The risk retention group industry is hailing a seminal Supreme Court ruling Tuesday which held that self-insured group health plans are entitled to enforce the terms of their plans as written.
The court ruled unanimously in US Airways Inc. v. McCutchen that common principles of fairness and equity can’t overrule specific contract language written by sponsors of a self-insured health plan.
However, four justices dissented on some procedural issues not central to the key issues in the case, said Bryan Davenport, an Indianapolis lawyer and specialist on subrogation issues, as well as a member of the Self-Insured Institute of America.
It is the fourth subrogation issue regarding ERISA plans that the court has dealt with in recent years, and provides the clearest guidelines on general issues regarding contract language in ERISA plans, as well as on enforcement issues.

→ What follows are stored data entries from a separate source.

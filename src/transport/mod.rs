//! Record/replay transports
//!
//! A [`Transport`] turns a [`Request`] into a [`Response`]. [`HttpTransport`]
//! goes to the network; [`RecordingTransport`] wraps another transport and
//! saves every exchange; [`ReplayTransport`] answers from those saved
//! exchanges and fails loudly on anything it has not seen.

mod caching;
mod http;
mod record;
mod replay;

use std::future::Future;
use std::path::PathBuf;

use crate::config::{Config, Mode};
use crate::http::{Request, Response};
use crate::Result;

pub use caching::CachingTransport;
pub use http::HttpTransport;
pub use record::RecordingTransport;
pub use replay::{ReplayStats, ReplayTransport};

/// Something that can carry a request and bring back a response
pub trait Transport: Send + Sync {
    /// Perform one request/response exchange
    fn round_trip(&self, request: &Request) -> impl Future<Output = Result<Response>> + Send;
}

/// Record every exchange made through `inner` into `destination`
///
/// # Errors
///
/// Returns error if the destination directory cannot be created
pub fn record<T: Transport>(inner: T, destination: impl Into<PathBuf>) -> Result<RecordingTransport<T>> {
    RecordingTransport::new(inner, destination)
}

/// Answer every request from recordings in `source`
///
/// # Errors
///
/// Returns error if `source` does not exist
pub fn replay(source: impl Into<PathBuf>) -> Result<ReplayTransport> {
    ReplayTransport::new(source)
}

/// Transport selected by [`Config::mode`], over live HTTP
pub enum ConfiguredTransport {
    /// Record through HTTP
    Record(RecordingTransport<HttpTransport>),
    /// Replay only
    Replay(ReplayTransport),
    /// Replay, falling back to recording through HTTP
    Auto(CachingTransport<HttpTransport>),
}

impl ConfiguredTransport {
    /// Build the transport described by `config`
    ///
    /// # Errors
    ///
    /// Returns error if the configuration is invalid or the recording
    /// directory cannot be opened
    pub fn from_config(config: &Config) -> Result<Self> {
        config.validate()?;

        let transport = match config.mode {
            Mode::Record => Self::Record(
                RecordingTransport::new(
                    HttpTransport::with_limits(config.limits.clone()),
                    &config.recording_dir,
                )?
                .with_policy(config.fingerprint.clone())
                .with_redaction(config.redaction.clone())
                .with_max_body_size(config.limits.max_body_size),
            ),
            Mode::Replay => Self::Replay(
                ReplayTransport::new(&config.recording_dir)?.with_policy(config.fingerprint.clone()),
            ),
            Mode::Auto => Self::Auto(
                CachingTransport::new(
                    HttpTransport::with_limits(config.limits.clone()),
                    &config.recording_dir,
                )?
                .with_policy(config.fingerprint.clone())
                .with_redaction(config.redaction.clone())
                .with_max_body_size(config.limits.max_body_size),
            ),
        };

        Ok(transport)
    }

    /// Active mode
    pub fn mode(&self) -> Mode {
        match self {
            Self::Record(_) => Mode::Record,
            Self::Replay(_) => Mode::Replay,
            Self::Auto(_) => Mode::Auto,
        }
    }
}

impl Transport for ConfiguredTransport {
    async fn round_trip(&self, request: &Request) -> Result<Response> {
        match self {
            Self::Record(transport) => transport.round_trip(request).await,
            Self::Replay(transport) => transport.round_trip(request).await,
            Self::Auto(transport) => transport.round_trip(request).await,
        }
    }
}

For example, it says that, in areas where the plan documents are silent, as in the allocation of attorneys’ fees, courts can step in, according to officials of the Self-Insured Institute of America.
The SIIA filed an amicus brief in the case, in partnership with the National Association of Subrogation Professionals.
The court also said that while “… equitable rules … cannot trump a reimbursement provision, they still might aid in properly construing it.”
Because the US Airways plan was silent on the allocation of attorney’s fees, “in those circumstances, the common-fund doctrine provides the appropriate default,” the court said.
As a result, US Airways can’t require the victim of an accident, who is insured by the company’s health plan, to reimburse that plan for the health care costs expended by the plan without also sharing in legal costs because the company’s health plan didn’t spell out how to handle attorney fees in its plan document, the majority ruling said.
SIIA officials said the case focused on whether plans can enforce the terms and conditions of their subrogation and reimbursement clauses as written.
“We appreciate this court ruling because it clarifies the authority of self-insured employers to administer their plan in accordance with their plan documents,” said Michael Ferguson, SIIA chief operating officer. “It also clarifies an earlier decision in Sereboff that left some issues unclear.”
The case centered on a decision of the 3rd U.S. Circuit of Appeals, based in Philadelphia.
That court ruled in the case of the US Airways employee involved in an auto accident that health plans would have to reduce their interests to account for the common fund doctrine (reducing their right to reimbursement for attorneys’ fees) and the made-whole rule (suspending their right to reimbursement unless and until the plan member recovered ample funds to cover all nonmedical damages) even when the plan specifically exempted itself from the operation of these doctrines.
“Or more simply put, can courts intervene to circumvent the lawful decisions of plan sponsors?” asked SIIA officials.
Writing for the majority, Justice Elena Kagan held that plans are entitled to enforce their terms as written, commenting “…if the agreement governs, the agreement governs…”
The case stemmed from a severe auto accident where the 57-year-old respondent in the case won $100,000 from his insurance company and $10,000 from the driver who caused the accident.
The victim paid $44,000 in attorney fees and ended up with $66,000. US Airways demanded that the victim pay it the $66,866 it spent on medical bills, regardless of how much of his damage award went to his attorneys.
The victim argued that US Airways had a claim only on the part of the award covering medical expenses and couldn’t touch compensation for lost future earnings or pain and suffering.
A district court judge held that the airline’s health plan specifically allowed it to recover the full amount, but an appeals court panel reversed that.
The divided High Court supported the lower court decision that the victim’s contract allows the airline to recover the money it spent on medical claims, even if that cuts into the future earnings and pain and suffering awards. But the justices overturned the ruling that the airline wasn’t liable for any of the victim’s attorney fees.
“For US Airways, this meant that language asserting a first-right to recovery, on any dollar recovered – regardless of whether it is for medical expenses – was binding,” said Ron E. Peck, senior vice president and general counsel of The Phia Group, Braintree, Mass., and SIIA member.
As such, US Airways was not limited to recovering only funds received by the employee for those expenses already paid by the benefit plan, Peck said.
“This, however, is where the good news ended for US Airways, and where we must all pay special attention,” Peck said.
“The Court went on to say that while, “… equitable rules … cannot trump a reimbursement provision, they still might aid in properly construing it,” he said.
“The plan is silent on the allocation of attorney’s fees, and in those circumstances, the common-fund doctrine provides the appropriate default,” Peck said.
“In other words, if US Airways wished to depart from the well-established common-fund rule, it had to draft its contract to say so – and here it did not.”
Peck added, “By so saying, the Supreme Court has reinforced a pre-existing concept that Court created rules such as those raised by the plaintiff in this case will come into play when and if the plan language itself is silent on the matter.”